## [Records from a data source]
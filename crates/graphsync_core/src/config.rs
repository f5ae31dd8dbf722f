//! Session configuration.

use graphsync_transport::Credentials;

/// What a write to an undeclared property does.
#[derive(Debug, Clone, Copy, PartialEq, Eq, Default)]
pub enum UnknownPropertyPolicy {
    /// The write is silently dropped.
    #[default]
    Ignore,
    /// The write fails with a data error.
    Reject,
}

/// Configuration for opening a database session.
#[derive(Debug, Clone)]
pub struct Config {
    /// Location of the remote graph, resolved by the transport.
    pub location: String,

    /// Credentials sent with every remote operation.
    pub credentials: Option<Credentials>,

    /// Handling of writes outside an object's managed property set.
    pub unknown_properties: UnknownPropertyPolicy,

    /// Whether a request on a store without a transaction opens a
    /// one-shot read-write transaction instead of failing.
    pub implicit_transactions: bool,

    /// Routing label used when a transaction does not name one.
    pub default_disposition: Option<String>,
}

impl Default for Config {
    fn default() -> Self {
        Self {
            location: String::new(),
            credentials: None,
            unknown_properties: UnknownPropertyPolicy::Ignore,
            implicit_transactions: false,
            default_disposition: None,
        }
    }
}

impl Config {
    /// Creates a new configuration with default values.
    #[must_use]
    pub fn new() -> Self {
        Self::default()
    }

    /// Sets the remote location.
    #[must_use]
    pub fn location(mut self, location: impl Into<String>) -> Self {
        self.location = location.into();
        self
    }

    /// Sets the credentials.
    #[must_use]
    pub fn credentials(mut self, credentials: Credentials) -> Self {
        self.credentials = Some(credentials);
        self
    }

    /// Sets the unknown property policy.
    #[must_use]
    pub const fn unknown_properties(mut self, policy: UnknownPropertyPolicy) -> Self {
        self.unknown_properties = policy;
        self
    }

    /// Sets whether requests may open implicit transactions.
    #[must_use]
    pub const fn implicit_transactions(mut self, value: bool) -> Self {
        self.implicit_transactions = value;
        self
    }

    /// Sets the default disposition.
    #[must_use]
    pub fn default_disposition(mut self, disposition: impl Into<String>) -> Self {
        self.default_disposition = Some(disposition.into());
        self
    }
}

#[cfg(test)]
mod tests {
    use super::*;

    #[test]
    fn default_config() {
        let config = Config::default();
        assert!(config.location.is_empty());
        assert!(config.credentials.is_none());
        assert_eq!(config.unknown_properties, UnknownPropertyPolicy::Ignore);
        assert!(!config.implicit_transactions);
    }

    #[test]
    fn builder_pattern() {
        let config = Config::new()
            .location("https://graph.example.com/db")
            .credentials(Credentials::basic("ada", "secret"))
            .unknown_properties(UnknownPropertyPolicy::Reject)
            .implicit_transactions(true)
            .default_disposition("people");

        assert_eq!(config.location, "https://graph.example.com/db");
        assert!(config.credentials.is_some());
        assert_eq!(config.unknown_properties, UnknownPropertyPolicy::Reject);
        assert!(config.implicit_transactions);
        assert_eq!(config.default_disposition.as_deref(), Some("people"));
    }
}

==

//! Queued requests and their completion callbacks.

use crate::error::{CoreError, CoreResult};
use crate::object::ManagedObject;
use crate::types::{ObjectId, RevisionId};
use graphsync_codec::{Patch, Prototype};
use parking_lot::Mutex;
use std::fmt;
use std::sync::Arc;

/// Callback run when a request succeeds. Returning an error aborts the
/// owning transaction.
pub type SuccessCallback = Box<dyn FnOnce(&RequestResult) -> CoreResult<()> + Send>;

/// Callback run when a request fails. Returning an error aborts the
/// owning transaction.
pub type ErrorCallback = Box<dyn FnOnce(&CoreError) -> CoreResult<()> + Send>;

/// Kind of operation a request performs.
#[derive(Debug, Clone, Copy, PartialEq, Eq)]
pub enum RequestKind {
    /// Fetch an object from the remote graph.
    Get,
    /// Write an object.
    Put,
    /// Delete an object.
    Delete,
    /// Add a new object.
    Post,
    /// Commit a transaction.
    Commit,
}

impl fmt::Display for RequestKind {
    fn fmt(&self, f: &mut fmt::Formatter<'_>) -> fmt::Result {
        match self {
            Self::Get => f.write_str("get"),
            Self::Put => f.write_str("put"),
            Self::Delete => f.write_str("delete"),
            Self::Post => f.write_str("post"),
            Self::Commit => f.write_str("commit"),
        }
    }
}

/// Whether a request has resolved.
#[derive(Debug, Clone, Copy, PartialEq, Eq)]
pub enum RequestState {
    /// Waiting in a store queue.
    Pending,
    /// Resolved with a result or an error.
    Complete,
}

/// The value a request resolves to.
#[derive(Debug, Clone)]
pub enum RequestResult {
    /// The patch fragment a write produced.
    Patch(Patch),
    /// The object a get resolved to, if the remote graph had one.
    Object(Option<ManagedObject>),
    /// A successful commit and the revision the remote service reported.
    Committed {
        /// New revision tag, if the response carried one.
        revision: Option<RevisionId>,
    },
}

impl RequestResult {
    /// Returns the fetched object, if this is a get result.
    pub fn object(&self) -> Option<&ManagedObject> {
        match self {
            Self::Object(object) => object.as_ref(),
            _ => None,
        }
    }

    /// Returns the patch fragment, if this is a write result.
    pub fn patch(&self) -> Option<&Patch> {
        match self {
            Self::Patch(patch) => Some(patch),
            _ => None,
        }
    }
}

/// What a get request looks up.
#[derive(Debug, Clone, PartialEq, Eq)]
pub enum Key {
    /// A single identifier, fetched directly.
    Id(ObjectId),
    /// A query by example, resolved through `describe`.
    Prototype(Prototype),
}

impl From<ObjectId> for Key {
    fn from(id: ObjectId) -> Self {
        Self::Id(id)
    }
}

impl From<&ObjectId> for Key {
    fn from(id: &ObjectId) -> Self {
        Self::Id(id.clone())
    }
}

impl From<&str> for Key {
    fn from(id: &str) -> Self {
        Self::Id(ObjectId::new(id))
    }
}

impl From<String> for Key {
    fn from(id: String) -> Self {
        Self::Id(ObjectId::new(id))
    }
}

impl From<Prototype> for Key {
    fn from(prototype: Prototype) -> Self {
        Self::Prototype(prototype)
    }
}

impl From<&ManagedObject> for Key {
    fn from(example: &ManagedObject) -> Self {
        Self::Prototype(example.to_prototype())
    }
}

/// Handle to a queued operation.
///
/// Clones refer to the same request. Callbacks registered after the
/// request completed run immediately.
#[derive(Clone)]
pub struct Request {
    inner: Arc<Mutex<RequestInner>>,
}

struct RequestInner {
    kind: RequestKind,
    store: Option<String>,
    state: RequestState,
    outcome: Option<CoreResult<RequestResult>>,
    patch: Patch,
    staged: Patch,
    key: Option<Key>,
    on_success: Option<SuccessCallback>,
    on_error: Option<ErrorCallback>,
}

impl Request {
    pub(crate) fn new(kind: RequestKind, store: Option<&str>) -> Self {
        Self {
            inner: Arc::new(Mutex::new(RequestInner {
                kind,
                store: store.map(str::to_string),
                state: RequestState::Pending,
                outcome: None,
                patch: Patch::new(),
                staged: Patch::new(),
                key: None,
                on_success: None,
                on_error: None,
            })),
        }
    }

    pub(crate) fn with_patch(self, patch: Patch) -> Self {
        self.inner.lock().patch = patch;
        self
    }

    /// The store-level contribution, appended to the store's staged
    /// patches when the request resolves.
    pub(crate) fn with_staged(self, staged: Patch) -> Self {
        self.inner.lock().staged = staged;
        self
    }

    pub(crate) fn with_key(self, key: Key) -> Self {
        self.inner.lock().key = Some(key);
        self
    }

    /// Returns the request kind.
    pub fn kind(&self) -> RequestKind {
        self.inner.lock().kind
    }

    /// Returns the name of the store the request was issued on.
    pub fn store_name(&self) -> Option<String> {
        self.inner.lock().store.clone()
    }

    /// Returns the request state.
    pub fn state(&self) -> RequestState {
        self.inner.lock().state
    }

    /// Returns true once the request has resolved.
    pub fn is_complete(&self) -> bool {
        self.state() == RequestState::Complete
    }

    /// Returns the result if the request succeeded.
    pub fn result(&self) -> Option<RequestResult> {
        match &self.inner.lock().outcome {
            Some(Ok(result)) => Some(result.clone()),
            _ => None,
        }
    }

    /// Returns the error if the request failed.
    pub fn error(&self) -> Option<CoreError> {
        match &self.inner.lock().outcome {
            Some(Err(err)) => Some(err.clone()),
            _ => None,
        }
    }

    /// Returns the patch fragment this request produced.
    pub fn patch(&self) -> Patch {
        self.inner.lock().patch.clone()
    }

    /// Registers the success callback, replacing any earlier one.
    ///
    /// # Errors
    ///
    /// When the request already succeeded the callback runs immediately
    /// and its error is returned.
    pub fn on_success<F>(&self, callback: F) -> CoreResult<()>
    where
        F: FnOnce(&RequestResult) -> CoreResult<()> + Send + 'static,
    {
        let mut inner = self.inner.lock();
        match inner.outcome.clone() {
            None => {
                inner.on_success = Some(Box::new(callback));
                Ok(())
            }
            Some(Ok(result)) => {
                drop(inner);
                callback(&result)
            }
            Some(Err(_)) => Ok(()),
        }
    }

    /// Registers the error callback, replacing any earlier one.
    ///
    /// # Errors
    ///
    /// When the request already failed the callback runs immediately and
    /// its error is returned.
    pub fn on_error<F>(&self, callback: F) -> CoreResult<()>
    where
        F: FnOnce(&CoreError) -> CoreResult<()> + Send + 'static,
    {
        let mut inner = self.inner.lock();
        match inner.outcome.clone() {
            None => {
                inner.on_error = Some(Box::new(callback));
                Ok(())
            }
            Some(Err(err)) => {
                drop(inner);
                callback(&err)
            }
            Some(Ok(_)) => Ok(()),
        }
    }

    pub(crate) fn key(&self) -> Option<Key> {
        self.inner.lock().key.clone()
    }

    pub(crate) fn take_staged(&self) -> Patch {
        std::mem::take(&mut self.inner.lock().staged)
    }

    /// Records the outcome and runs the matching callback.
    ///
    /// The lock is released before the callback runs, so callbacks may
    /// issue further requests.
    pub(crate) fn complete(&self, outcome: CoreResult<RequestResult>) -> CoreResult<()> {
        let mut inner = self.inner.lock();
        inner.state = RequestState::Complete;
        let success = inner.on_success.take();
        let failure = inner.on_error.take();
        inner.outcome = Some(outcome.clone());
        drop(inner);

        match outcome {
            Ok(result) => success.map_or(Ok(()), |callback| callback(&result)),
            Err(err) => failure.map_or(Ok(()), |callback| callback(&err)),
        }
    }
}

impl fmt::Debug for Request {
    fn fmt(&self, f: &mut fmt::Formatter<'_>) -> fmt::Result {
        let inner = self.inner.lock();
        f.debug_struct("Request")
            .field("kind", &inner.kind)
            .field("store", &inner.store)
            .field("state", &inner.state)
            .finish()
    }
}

--

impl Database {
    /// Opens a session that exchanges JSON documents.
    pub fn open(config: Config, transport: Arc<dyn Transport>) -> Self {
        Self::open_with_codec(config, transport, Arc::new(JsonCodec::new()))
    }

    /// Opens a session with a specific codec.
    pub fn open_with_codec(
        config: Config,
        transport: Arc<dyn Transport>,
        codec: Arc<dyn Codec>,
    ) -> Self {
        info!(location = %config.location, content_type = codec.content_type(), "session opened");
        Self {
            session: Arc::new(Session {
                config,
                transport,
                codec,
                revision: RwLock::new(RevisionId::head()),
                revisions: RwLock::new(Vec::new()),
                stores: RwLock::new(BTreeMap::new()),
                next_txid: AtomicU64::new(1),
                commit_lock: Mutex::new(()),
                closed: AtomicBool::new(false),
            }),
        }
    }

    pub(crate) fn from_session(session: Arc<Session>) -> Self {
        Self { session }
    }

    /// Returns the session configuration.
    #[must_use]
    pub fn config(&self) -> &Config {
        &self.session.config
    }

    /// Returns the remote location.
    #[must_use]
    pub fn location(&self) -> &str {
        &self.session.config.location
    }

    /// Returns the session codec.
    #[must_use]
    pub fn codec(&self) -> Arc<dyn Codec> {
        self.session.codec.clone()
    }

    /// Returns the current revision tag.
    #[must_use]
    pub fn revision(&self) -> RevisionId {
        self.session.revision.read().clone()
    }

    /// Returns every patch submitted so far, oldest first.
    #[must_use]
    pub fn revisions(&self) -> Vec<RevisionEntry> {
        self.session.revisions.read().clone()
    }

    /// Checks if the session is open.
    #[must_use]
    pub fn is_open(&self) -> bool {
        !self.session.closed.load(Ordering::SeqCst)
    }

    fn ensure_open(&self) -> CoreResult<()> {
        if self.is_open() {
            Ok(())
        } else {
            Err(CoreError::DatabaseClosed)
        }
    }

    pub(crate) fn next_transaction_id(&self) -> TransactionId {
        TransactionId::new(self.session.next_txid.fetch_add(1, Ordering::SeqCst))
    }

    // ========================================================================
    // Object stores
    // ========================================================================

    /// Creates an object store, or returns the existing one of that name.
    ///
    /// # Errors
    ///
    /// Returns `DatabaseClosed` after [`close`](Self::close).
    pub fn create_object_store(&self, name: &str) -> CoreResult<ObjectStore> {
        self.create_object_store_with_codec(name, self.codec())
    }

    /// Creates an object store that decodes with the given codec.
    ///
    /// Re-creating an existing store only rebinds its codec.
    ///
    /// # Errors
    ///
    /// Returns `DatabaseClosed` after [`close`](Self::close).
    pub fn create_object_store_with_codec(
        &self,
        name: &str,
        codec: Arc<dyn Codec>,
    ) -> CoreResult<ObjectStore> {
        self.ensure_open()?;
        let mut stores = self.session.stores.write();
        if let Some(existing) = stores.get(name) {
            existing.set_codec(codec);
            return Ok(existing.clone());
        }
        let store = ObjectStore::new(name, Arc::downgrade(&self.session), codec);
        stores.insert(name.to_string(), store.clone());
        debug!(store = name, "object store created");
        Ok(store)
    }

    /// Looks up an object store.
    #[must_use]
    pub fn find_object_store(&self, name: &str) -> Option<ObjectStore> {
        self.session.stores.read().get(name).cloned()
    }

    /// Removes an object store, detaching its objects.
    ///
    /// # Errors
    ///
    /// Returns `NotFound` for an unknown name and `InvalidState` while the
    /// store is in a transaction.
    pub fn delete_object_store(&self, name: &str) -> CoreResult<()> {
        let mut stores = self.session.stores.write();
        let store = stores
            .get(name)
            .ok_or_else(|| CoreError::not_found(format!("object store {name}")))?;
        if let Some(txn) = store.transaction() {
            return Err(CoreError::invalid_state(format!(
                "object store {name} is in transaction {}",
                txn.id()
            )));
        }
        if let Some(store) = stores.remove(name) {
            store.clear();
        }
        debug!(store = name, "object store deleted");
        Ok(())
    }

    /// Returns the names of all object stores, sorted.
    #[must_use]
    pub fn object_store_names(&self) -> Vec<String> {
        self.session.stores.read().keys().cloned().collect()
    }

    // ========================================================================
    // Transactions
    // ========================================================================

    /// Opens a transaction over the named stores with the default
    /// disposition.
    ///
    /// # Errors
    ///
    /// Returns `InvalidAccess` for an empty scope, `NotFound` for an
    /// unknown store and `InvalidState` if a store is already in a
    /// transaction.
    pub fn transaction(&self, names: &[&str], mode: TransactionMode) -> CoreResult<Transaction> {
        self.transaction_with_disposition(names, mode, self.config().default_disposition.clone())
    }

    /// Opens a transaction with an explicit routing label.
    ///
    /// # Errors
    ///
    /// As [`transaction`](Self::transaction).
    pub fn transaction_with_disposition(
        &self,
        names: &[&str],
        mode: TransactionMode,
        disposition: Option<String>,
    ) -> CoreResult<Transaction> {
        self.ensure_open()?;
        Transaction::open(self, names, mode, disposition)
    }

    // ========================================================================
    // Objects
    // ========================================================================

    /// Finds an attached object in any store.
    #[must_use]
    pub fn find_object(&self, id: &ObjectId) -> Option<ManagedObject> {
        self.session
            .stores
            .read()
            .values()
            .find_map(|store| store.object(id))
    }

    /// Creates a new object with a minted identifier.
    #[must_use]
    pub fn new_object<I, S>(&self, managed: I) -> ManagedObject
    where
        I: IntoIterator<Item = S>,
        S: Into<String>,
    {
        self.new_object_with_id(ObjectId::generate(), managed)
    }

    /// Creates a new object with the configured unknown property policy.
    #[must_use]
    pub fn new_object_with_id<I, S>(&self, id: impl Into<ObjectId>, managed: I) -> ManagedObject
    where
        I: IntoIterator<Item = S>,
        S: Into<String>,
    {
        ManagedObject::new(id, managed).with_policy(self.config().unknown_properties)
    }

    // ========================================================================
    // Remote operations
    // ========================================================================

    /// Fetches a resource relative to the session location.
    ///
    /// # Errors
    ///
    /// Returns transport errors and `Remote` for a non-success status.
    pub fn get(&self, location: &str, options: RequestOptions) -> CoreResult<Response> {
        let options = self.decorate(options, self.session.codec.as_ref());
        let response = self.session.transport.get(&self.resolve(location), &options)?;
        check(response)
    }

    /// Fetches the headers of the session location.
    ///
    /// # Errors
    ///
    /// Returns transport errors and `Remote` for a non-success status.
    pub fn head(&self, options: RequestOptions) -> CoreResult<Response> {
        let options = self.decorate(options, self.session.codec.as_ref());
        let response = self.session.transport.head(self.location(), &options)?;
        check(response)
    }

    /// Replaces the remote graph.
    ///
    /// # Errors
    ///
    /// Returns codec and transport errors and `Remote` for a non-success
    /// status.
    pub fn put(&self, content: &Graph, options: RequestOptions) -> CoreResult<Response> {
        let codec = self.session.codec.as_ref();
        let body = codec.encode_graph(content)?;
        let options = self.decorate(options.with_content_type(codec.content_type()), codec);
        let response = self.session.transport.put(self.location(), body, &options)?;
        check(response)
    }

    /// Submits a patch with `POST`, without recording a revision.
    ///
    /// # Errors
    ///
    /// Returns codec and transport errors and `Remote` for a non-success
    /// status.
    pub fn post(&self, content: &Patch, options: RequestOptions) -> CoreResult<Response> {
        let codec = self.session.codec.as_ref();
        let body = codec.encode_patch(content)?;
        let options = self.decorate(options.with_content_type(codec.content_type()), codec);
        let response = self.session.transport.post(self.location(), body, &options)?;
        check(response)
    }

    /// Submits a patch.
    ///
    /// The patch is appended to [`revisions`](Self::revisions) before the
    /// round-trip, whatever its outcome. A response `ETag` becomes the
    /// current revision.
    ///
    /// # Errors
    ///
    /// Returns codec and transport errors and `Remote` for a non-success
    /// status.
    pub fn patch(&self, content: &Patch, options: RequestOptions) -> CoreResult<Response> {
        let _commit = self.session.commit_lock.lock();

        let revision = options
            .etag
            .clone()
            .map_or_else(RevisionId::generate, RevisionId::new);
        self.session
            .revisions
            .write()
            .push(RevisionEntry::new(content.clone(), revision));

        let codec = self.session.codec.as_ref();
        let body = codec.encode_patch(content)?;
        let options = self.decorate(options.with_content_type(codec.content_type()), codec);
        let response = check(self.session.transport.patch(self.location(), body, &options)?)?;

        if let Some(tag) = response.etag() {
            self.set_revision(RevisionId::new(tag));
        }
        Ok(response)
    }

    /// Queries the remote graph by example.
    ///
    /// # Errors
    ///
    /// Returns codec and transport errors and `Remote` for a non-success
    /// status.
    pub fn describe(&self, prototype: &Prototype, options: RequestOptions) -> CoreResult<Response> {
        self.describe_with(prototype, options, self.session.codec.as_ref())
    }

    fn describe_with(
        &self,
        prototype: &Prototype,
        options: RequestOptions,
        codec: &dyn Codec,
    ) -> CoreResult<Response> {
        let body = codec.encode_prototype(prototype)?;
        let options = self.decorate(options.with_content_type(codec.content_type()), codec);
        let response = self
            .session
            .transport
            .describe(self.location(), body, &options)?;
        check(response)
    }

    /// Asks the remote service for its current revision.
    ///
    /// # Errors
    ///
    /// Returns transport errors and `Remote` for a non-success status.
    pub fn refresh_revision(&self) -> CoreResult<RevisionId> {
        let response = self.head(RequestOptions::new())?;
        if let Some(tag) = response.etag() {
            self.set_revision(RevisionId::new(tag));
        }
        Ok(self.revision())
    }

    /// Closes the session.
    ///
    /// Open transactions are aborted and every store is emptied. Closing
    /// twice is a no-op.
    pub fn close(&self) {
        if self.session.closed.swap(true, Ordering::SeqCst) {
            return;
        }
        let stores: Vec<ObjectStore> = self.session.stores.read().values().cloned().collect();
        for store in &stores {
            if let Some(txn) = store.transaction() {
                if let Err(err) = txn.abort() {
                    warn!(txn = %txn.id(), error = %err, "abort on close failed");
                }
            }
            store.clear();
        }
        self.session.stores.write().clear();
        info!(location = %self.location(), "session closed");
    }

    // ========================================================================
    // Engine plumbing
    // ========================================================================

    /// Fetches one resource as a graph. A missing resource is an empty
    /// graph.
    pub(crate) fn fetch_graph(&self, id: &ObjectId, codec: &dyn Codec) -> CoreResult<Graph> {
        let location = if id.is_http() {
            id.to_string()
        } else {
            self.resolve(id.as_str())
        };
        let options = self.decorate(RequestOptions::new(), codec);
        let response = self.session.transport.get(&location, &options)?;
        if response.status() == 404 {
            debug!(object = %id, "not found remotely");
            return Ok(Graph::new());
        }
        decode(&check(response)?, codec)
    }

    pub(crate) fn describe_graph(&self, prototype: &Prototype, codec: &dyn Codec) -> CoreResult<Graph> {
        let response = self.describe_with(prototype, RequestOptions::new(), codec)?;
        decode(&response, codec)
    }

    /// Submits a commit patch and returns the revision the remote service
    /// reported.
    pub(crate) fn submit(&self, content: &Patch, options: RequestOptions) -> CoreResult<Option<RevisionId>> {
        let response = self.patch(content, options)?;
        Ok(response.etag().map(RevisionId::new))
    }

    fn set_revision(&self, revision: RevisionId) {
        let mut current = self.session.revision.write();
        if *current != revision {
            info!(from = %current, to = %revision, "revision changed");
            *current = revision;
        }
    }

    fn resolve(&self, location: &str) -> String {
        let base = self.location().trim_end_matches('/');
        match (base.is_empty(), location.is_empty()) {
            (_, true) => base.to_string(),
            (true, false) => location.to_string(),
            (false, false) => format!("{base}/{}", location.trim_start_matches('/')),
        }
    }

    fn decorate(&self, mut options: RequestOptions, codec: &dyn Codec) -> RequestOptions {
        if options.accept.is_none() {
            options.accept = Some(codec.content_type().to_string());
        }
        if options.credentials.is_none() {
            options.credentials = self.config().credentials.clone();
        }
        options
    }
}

## [WHAT YOU WILL DO]
Every line of the entries above that contains the word "before" must be tallied, and the number alone reported.

## [COMPLETED EXERCISE]
2